### [What is needed]
Everything from the first line of the material below through the line containing "impl<S: PayloadSender> DriverFacade<S>" is to be printed exactly, and nothing more.

━━━━━━━━━━━━━━━━━━━━━━━━━━━━━━

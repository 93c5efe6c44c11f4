//! Producer-side façade: typed operations sent as payload envelopes.

use async_trait::async_trait;
use outport_core::PayloadEnvelope;
use outport_ws::{SendError, WsClient, WsServer};
use serde::Serialize;
use tracing::{debug, instrument};

use crate::errors::DriverError;
use crate::marshal::{JsonMarshaler, PayloadMarshaler};
use crate::operation::OperationType;
use crate::types::{
    Accounts, BlockData, FinalizedBlock, OutportBlock, OutportConfig, RoundsInfo,
    ValidatorsPubKeys, ValidatorsRating,
};

/// Transport a façade sends through.
#[async_trait]
pub trait PayloadSender: Send + Sync {
    /// Deliver one payload.
    async fn send(&self, payload: &[u8]) -> Result<(), SendError>;
    /// Shut the transport down. Idempotent.
    async fn close(&self);
}

#[async_trait]
impl PayloadSender for WsClient {
    async fn send(&self, payload: &[u8]) -> Result<(), SendError> {
        WsClient::send(self, payload).await
    }

    async fn close(&self) {
        WsClient::close(self).await;
    }
}

#[async_trait]
impl PayloadSender for WsServer {
    async fn send(&self, payload: &[u8]) -> Result<(), SendError> {
        WsServer::send(self, payload).await
    }

    async fn close(&self) {
        WsServer::close(self).await;
    }
}

/// Maps each operation to an envelope and hands it to the transport.
pub struct DriverFacade<S, M = JsonMarshaler> {
    sender: S,
    marshaler: M,
}

impl<S: PayloadSender> DriverFacade<S> {
    /// Façade using JSON marshaling.
    pub fn new(sender: S) -> Self {
        Self::with_marshaler(sender, JsonMarshaler)
    }
}

impl<S: PayloadSender, M: PayloadMarshaler> DriverFacade<S, M> {
    /// Façade using `marshaler`.
    pub fn with_marshaler(sender: S, marshaler: M) -> Self {
        Self { sender, marshaler }
    }

    /// Underlying transport.
    pub fn sender(&self) -> &S {
        &self.sender
    }

    /// Marshal `value` and send it tagged with `operation`.
    #[instrument(skip_all, fields(operation = %operation))]
    pub async fn send_operation<T: Serialize + ?Sized>(
        &self,
        operation: OperationType,
        value: &T,
    ) -> Result<(), DriverError> {
        let data = self
            .marshaler
            .marshal(value)
            .map_err(|message| DriverError::Marshal {
                operation: operation.name(),
                message,
            })?;
        self.send_raw(operation, data).await
    }

    /// Send already-marshaled `data` tagged with `operation`.
    pub async fn send_raw(
        &self,
        operation: OperationType,
        data: Vec<u8>,
    ) -> Result<(), DriverError> {
        let payload = PayloadEnvelope::new(operation.tag(), data).encode()?;
        debug!(%operation, bytes = payload.len(), "sending operation");
        self.sender.send(&payload).await?;
        Ok(())
    }

    /// Index a committed block.
    pub async fn save_block(&self, block: &OutportBlock) -> Result<(), DriverError> {
        self.send_operation(OperationType::SaveBlock, block).await
    }

    /// Undo a previously indexed block.
    pub async fn revert_indexed_block(&self, block: &BlockData) -> Result<(), DriverError> {
        self.send_operation(OperationType::RevertIndexedBlock, block).await
    }

    /// Record consensus round outcomes.
    pub async fn save_rounds_info(&self, rounds: &RoundsInfo) -> Result<(), DriverError> {
        self.send_operation(OperationType::SaveRoundsInfo, rounds).await
    }

    /// Publish the validator key set for an epoch.
    pub async fn save_validators_pub_keys(
        &self,
        keys: &ValidatorsPubKeys,
    ) -> Result<(), DriverError> {
        self.send_operation(OperationType::SaveValidatorsPubKeys, keys).await
    }

    /// Publish validator ratings.
    pub async fn save_validators_rating(
        &self,
        rating: &ValidatorsRating,
    ) -> Result<(), DriverError> {
        self.send_operation(OperationType::SaveValidatorsRating, rating).await
    }

    /// Record altered account state.
    pub async fn save_accounts(&self, accounts: &Accounts) -> Result<(), DriverError> {
        self.send_operation(OperationType::SaveAccounts, accounts).await
    }

    /// Mark a block as final.
    pub async fn finalized_block(&self, block: &FinalizedBlock) -> Result<(), DriverError> {
        self.send_operation(OperationType::FinalizedBlock, block).await
    }

    /// Announce producer settings.
    pub async fn settings(&self, config: &OutportConfig) -> Result<(), DriverError> {
        self.send_operation(OperationType::Settings, config).await
    }

    /// Settings describing this façade's marshaler.
    pub fn current_settings(&self, hashing_type: &str) -> OutportConfig {
        OutportConfig {
            hashing_type: hashing_type.to_string(),
            marshaller_type: self.marshaler.name().to_string(),
        }
    }

    /// Close the transport.
    pub async fn close(&self) {
        self.sender.close().await;
    }
}
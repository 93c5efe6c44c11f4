//! Operation tags carried in the payload envelope.

use std::fmt;
use std::str::FromStr;

use serde::{Deserialize, Serialize};

use crate::errors::DriverError;

/// Logical kind of an outport payload.
#[derive(Clone, Copy, Debug, PartialEq, Eq, Hash, PartialOrd, Ord, Serialize, Deserialize)]
#[serde(rename_all = "snake_case")]
#[repr(u32)]
pub enum OperationType {
    /// A new block with its transactions.
    SaveBlock = 0,
    /// Roll back a previously indexed block.
    RevertIndexedBlock = 1,
    /// Consensus round information.
    SaveRoundsInfo = 2,
    /// Validator public keys per shard for an epoch.
    SaveValidatorsPubKeys = 3,
    /// Validator ratings.
    SaveValidatorsRating = 4,
    /// Accounts altered by a block.
    SaveAccounts = 5,
    /// A block became final.
    FinalizedBlock = 6,
    /// Producer settings announced on connect.
    Settings = 7,
}

impl OperationType {
    /// Every operation, in tag order.
    pub const ALL: [Self; 8] = [
        Self::SaveBlock,
        Self::RevertIndexedBlock,
        Self::SaveRoundsInfo,
        Self::SaveValidatorsPubKeys,
        Self::SaveValidatorsRating,
        Self::SaveAccounts,
        Self::FinalizedBlock,
        Self::Settings,
    ];

    /// Wire tag.
    pub fn tag(self) -> u32 {
        self as u32
    }

    /// Snake-case name, as accepted by [`FromStr`].
    pub fn name(self) -> &'static str {
        match self {
            Self::SaveBlock => "save_block",
            Self::RevertIndexedBlock => "revert_indexed_block",
            Self::SaveRoundsInfo => "save_rounds_info",
            Self::SaveValidatorsPubKeys => "save_validators_pub_keys",
            Self::SaveValidatorsRating => "save_validators_rating",
            Self::SaveAccounts => "save_accounts",
            Self::FinalizedBlock => "finalized_block",
            Self::Settings => "settings",
        }
    }
}

impl TryFrom<u32> for OperationType {
    type Error = DriverError;

    fn try_from(tag: u32) -> Result<Self, Self::Error> {
        Self::ALL
            .into_iter()
            .find(|op| op.tag() == tag)
            .ok_or(DriverError::UnknownOperation(tag))
    }
}

impl FromStr for OperationType {
    type Err = DriverError;

    /// Accepts either the snake-case name or the numeric tag.
    fn from_str(s: &str) -> Result<Self, Self::Err> {
        let s = s.trim();
        if let Ok(tag) = s.parse::<u32>() {
            return Self::try_from(tag);
        }
        let lower = s.to_ascii_lowercase();
        Self::ALL
            .into_iter()
            .find(|op| op.name() == lower)
            .ok_or_else(|| DriverError::UnknownOperationName(s.to_string()))
    }
}

impl fmt::Display for OperationType {
    fn fmt(&self, f: &mut fmt::Formatter<'_>) -> fmt::Result {
        f.write_str(self.name())
    }
}
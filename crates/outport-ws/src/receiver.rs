//! Read loop that decodes frames, hands payloads off, and acknowledges.

use std::sync::Arc;
use std::time::Duration;

use async_trait::async_trait;
use outport_core::CancellationSignal;
use outport_core::frame::{decode_frame, encode_ack};
use parking_lot::Mutex;
use tokio_util::sync::CancellationToken;
use tracing::{debug, error, info, instrument, warn};

use crate::connection::Connection;

/// Consumer of decoded payloads.
#[async_trait]
pub trait PayloadHandler: Send + Sync {
    /// Process one payload. `counter` is the sender's frame counter.
    async fn process_payload(&self, payload: &[u8], counter: u64) -> anyhow::Result<()>;

    /// Release handler resources. Called once when the owning role closes.
    async fn close(&self) -> anyhow::Result<()> {
        Ok(())
    }
}

/// Handler that discards every payload.
#[derive(Debug, Default, Clone, Copy)]
pub struct NoopPayloadHandler;

#[async_trait]
impl PayloadHandler for NoopPayloadHandler {
    async fn process_payload(&self, _payload: &[u8], _counter: u64) -> anyhow::Result<()> {
        Ok(())
    }
}

/// Lifecycle of a [`Receiver`].
#[derive(Debug, Clone, Copy, PartialEq, Eq)]
pub enum ReceiverState {
    /// Not listening yet.
    Idle,
    /// Inside [`Receiver::listen`].
    Listening,
    /// The last listen ended because the connection closed.
    Closed,
    /// The last listen ended because the receiver was cancelled.
    Cancelled,
}

enum Step {
    Continue,
    Closed,
    Cancelled,
}

/// Reads frames from a connection until it closes or the receiver is cancelled.
pub struct Receiver {
    handler: Arc<dyn PayloadHandler>,
    blocking_ack_on_error: bool,
    retry_duration: Duration,
    cancel: CancellationSignal,
    state: Mutex<ReceiverState>,
}

impl Receiver {
    /// Create a receiver.
    ///
    /// With `blocking_ack_on_error`, a handler failure withholds the
    /// acknowledgment so an acknowledging sender keeps waiting.
    pub fn new(
        handler: Arc<dyn PayloadHandler>,
        blocking_ack_on_error: bool,
        retry_duration: Duration,
    ) -> Self {
        Self {
            handler,
            blocking_ack_on_error,
            retry_duration,
            cancel: CancellationSignal::new(),
            state: Mutex::new(ReceiverState::Idle),
        }
    }

    /// Current lifecycle state.
    pub fn state(&self) -> ReceiverState {
        *self.state.lock()
    }

    /// Read and process frames from `connection`.
    ///
    /// Returns `true` when the connection closed and `false` when the
    /// receiver was cancelled.
    #[instrument(skip_all, fields(conn_id = %connection.id()))]
    pub async fn listen(&self, connection: &dyn Connection) -> bool {
        *self.state.lock() = ReceiverState::Listening;
        let cancel = self.cancel.wait();

        let closed = loop {
            let read = tokio::select! {
                () = cancel.cancelled() => break false,
                read = connection.read() => read,
            };

            let step = match read {
                Ok(bytes) => self.handle_message(connection, &bytes, &cancel).await,
                Err(e) if e.is_closed() => {
                    info!(error = %e, "connection closed");
                    Step::Closed
                }
                Err(e) => {
                    warn!(error = %e, "read failed, retrying");
                    if self.pause(&cancel).await {
                        Step::Continue
                    } else {
                        Step::Cancelled
                    }
                }
            };

            match step {
                Step::Continue => {}
                Step::Closed => break true,
                Step::Cancelled => break false,
            }
        };

        *self.state.lock() = if closed {
            ReceiverState::Closed
        } else {
            debug!("receiver cancelled");
            ReceiverState::Cancelled
        };
        closed
    }

    async fn handle_message(
        &self,
        connection: &dyn Connection,
        bytes: &[u8],
        cancel: &CancellationToken,
    ) -> Step {
        if bytes.is_empty() {
            debug!("empty message, skipping");
            return Step::Continue;
        }

        let frame = match decode_frame(bytes) {
            Ok(frame) => frame,
            Err(e) => {
                warn!(error = %e, len = bytes.len(), "dropping malformed frame");
                return Step::Continue;
            }
        };

        let result = self
            .handler
            .process_payload(&frame.payload, frame.counter)
            .await;
        if let Err(e) = &result {
            error!(counter = frame.counter, error = %e, "payload handler failed");
        }

        if !frame.ack_requested {
            return Step::Continue;
        }
        if result.is_err() && self.blocking_ack_on_error {
            warn!(counter = frame.counter, "withholding acknowledgment after handler failure");
            return Step::Continue;
        }
        self.acknowledge(connection, frame.counter, cancel).await
    }

    async fn acknowledge(
        &self,
        connection: &dyn Connection,
        counter: u64,
        cancel: &CancellationToken,
    ) -> Step {
        let ack = encode_ack(counter);
        loop {
            match connection.write(&ack).await {
                Ok(()) => {
                    debug!(counter, "ack sent");
                    return Step::Continue;
                }
                Err(e) if e.is_closed() => {
                    info!(counter, error = %e, "connection closed while acknowledging");
                    return Step::Closed;
                }
                Err(e) => {
                    warn!(counter, error = %e, "ack write failed, retrying");
                    if !self.pause(cancel).await {
                        return Step::Cancelled;
                    }
                }
            }
        }
    }

    /// Sleep one retry interval. `false` if cancelled first.
    async fn pause(&self, cancel: &CancellationToken) -> bool {
        tokio::select! {
            () = cancel.cancelled() => false,
            () = tokio::time::sleep(self.retry_duration) => true,
        }
    }

    /// Stop the read loop. Idempotent.
    pub fn close(&self) {
        self.cancel.close();
    }

    /// Whether [`close`](Self::close) has been called.
    pub fn is_closed(&self) -> bool {
        self.cancel.is_closed()
    }
}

━━━━━━━━━━━━━━━━━━━━━━━━━━━━━━

### [Result of this exercise]
repository 93c5efe6c44c11f4
//! Producer-side façade: typed operations sent as payload envelopes.

use async_trait::async_trait;
use outport_core::PayloadEnvelope;
use outport_ws::{SendError, WsClient, WsServer};
use serde::Serialize;
use tracing::{debug, instrument};

use crate::errors::DriverError;
use crate::marshal::{JsonMarshaler, PayloadMarshaler};
use crate::operation::OperationType;
use crate::types::{
    Accounts, BlockData, FinalizedBlock, OutportBlock, OutportConfig, RoundsInfo,
    ValidatorsPubKeys, ValidatorsRating,
};

/// Transport a façade sends through.
#[async_trait]
pub trait PayloadSender: Send + Sync {
    /// Deliver one payload.
    async fn send(&self, payload: &[u8]) -> Result<(), SendError>;
    /// Shut the transport down. Idempotent.
    async fn close(&self);
}

#[async_trait]
impl PayloadSender for WsClient {
    async fn send(&self, payload: &[u8]) -> Result<(), SendError> {
        WsClient::send(self, payload).await
    }

    async fn close(&self) {
        WsClient::close(self).await;
    }
}

#[async_trait]
impl PayloadSender for WsServer {
    async fn send(&self, payload: &[u8]) -> Result<(), SendError> {
        WsServer::send(self, payload).await
    }

    async fn close(&self) {
        WsServer::close(self).await;
    }
}

/// Maps each operation to an envelope and hands it to the transport.
pub struct DriverFacade<S, M = JsonMarshaler> {
    sender: S,
    marshaler: M,
}

impl<S: PayloadSender> DriverFacade<S> {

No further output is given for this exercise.